Identifying the collisions may involve handling multiple streams of events. For examples, there will be one event stream from each smart camera, providing updates of detected objects. There will be another event stream from each car, identifying its current location, speed and direction. Then there may be timer events to compute the content of each car’s warning area based on its recent location and recent data from cameras. The results can be fed into another engine to compute trajectories and identify possible collisions, which can be sent in turn as events to the driver’s smart console in the car to generate alerts.

Furthermore, the response to each such event may be handled differently. Updates from sources can be written as sequential code and distributed using COMPSs [2]. Filtering the objects inside a warning area is a good fit for a map/reduce engine, e.g., PyWren [3]. Trajectories and potential collisions can be inferred using a CEP engine. Each of these platforms may require using specific programming languages, so the overall event handling fabric needs to be, in fact, polyglot.

So how can this be accomplished? Enter Apache OpenWhisk [4] – OW for short. It’s a serverless platform, which means developers deploy code directly into it (like PaaS clouds) without specifying server or deployment location. The basic unit of code is a function[i], also called an action in OW. It’s a sequential piece of code that accepts parameters, does some computation and returns a result. In OW, actions can be built from any piece of executable code in any language, so it’s purely polyglot. Once an action is created, it can be invoked over OW’s REST interface.
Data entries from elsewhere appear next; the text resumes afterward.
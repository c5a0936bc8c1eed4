//! Connectivity monitor.
//!
//! Thin wrapper over the platform reachability signal. Reports only real
//! state changes; an `Offline -> Online` transition is the sync trigger.

use log::info;

#[derive(Debug, Clone, Copy, PartialEq, Eq)]
pub enum ConnectivityState {
    Online,
    Offline,
}

impl ConnectivityState {
    pub fn from_reachable(reachable: bool) -> Self {
        if reachable {
            Self::Online
        } else {
            Self::Offline
        }
    }

    pub fn as_str(self) -> &'static str {
        match self {
            Self::Online => "online",
            Self::Offline => "offline",
        }
    }
}

#[derive(Debug, Clone, Copy, PartialEq, Eq)]
pub enum ConnectivityTransition {
    WentOnline,
    WentOffline,
}

/// Platform reachability probe.
pub trait ReachabilitySignal {
    fn is_reachable(&self) -> bool;
}

impl<F: Fn() -> bool> ReachabilitySignal for F {
    fn is_reachable(&self) -> bool {
        self()
    }
}

type Listener = Box<dyn FnMut(ConnectivityTransition)>;

pub struct ConnectivityMonitor {
    state: ConnectivityState,
    listeners: Vec<Listener>,
}

impl ConnectivityMonitor {
    pub fn new(initial: ConnectivityState) -> Self {
        Self {
            state: initial,
            listeners: Vec::new(),
        }
    }

    pub fn state(&self) -> ConnectivityState {
        self.state
    }

    pub fn is_online(&self) -> bool {
        self.state == ConnectivityState::Online
    }

    /// Registers a listener called on every transition.
    pub fn subscribe(&mut self, listener: impl FnMut(ConnectivityTransition) + 'static) {
        self.listeners.push(Box::new(listener));
    }

    /// Feeds one reachability observation. Returns the transition it caused,
    /// if any.
    pub fn update(&mut self, reachable: bool) -> Option<ConnectivityTransition> {
        let next = ConnectivityState::from_reachable(reachable);
        if next == self.state {
            return None;
        }
        self.state = next;

        let transition = match next {
            ConnectivityState::Online => ConnectivityTransition::WentOnline,
            ConnectivityState::Offline => ConnectivityTransition::WentOffline,
        };
        info!(
            "event=connectivity_change module=sync status=ok state={}",
            next.as_str()
        );
        for listener in &mut self.listeners {
            listener(transition);
        }
        Some(transition)
    }

    /// Samples `signal` and feeds the result into `update`.
    pub fn poll(&mut self, signal: &dyn ReachabilitySignal) -> Option<ConnectivityTransition> {
        self.update(signal.is_reachable())
    }
}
Another important concept in OW is event triggers, which are channels for posting events carrying data. In addition, OW allows the definition of event feeds, which are micro-services that consume real-world events and post them as OW events in triggers.

The last important element in OW is rules, which bind event triggers to actions, allowing the creation of complete event-driven applications. Rules can be easily added and removed dynamically.
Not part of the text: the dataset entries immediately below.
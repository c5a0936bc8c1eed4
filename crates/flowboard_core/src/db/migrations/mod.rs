//! SQLite migration registry and executor.
//!
//! # Invariants
//! - `version` values must remain monotonic.
//! - Applied migration version is mirrored to `PRAGMA user_version`.
//! - All pending migrations run in one transaction.

use crate::db::{DbError, DbResult};
use rusqlite::Connection;

#[derive(Debug, Clone, Copy)]
struct Migration {
    version: u32,
    sql: &'static str,
}

const MIGRATIONS: &[Migration] = &[Migration {
    version: 1,
    sql: include_str!("0001_tasks.sql"),
}];

/// Returns the latest migration version known by this binary.
pub fn latest_version() -> u32 {
    MIGRATIONS.last().map_or(0, |migration| migration.version)
}

/// Applies all pending migrations on the provided connection.
pub fn apply_migrations(conn: &mut Connection) -> DbResult<()> {
    let current_version = current_user_version(conn)?;
    let latest = latest_version();

    if current_version > latest {
        return Err(DbError::UnsupportedSchemaVersion {
            db_version: current_version,
            latest_supported: latest,
        });
    }
    if current_version == latest {
        return Ok(());
    }

    let tx = conn.transaction()?;
    for migration in MIGRATIONS
        .iter()
        .filter(|migration| migration.version > current_version)
    {
        tx.execute_batch(migration.sql)?;
        tx.pragma_update(None, "user_version", migration.version)?;
    }
    tx.commit()?;

    Ok(())
}

fn current_user_version(conn: &Connection) -> DbResult<u32> {
    let version = conn.query_row("PRAGMA user_version;", [], |row| row.get::<_, u32>(0))?;
    Ok(version)
}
CLASS leverages OpenWhisk as the core of its analytics processing, tying events from various sources to analytics back-ends, as shown below.

In the context of the CLASS project, we are working on extending OW with real-time support, in three complementary situations: one is monitoring and enforcement of deadlines, from event trigger to action completion. The second is a calibration mechanism for developer code, so that with high probability it should complete within a predefine deadline. The third, which is joint work across the project, involves employing schedulers in the cloud and at the edge that will help guarantee predictable computation. In addition, we are extending PyWren on OpenWhisk [5] to demonstrate a first-of-a-kind support for serverless map/reduce computation with real-time constraints.

References

[1]     J. Dean and S. Ghemawat, "MapReduce: Simplified Data Processing on Large Clusters," in Operating Systems Design and Implementation (OSDI) 2004, San Francisco, CA, USA, 2004. 
[2]     Barcelona Supercomputing Center, "COMPSs User Manual: Application Execution Guide," 22 October 2017. [Online]. Available: http://compss.bsc.es/releases/compss/latest/docs/COMPSs_User_Manual_App_.... [Accessed 21 June 2018].
[3]     "pywren -- run your python code on thousands of cores - pywren," RiseLab, UC Berkeley, [Online]. Available: http://pywren.io/. [Accessed 21 June 2018].
[4]     Apache OpenWhisk, "Apache OpenWhisk is a serverless, open source cloud platform," Apache Foundation, [Online]. Available: http://openwhisk.apache.org/. [Accessed 21 June 2018].
[5]     G. Vernik and J. Sampe, "Process large data sets at massive scale with PyWren over IBM Cloud Functions - IBM Cloud Blog," IBM, [Online]. Available: https://www.ibm.com/blogs/bluemix/2018/04/process-large-data-sets-massiv.... [Accessed 21 June 2018].
 


[i] Serverless platforms are also called FaaS – Function as a Service.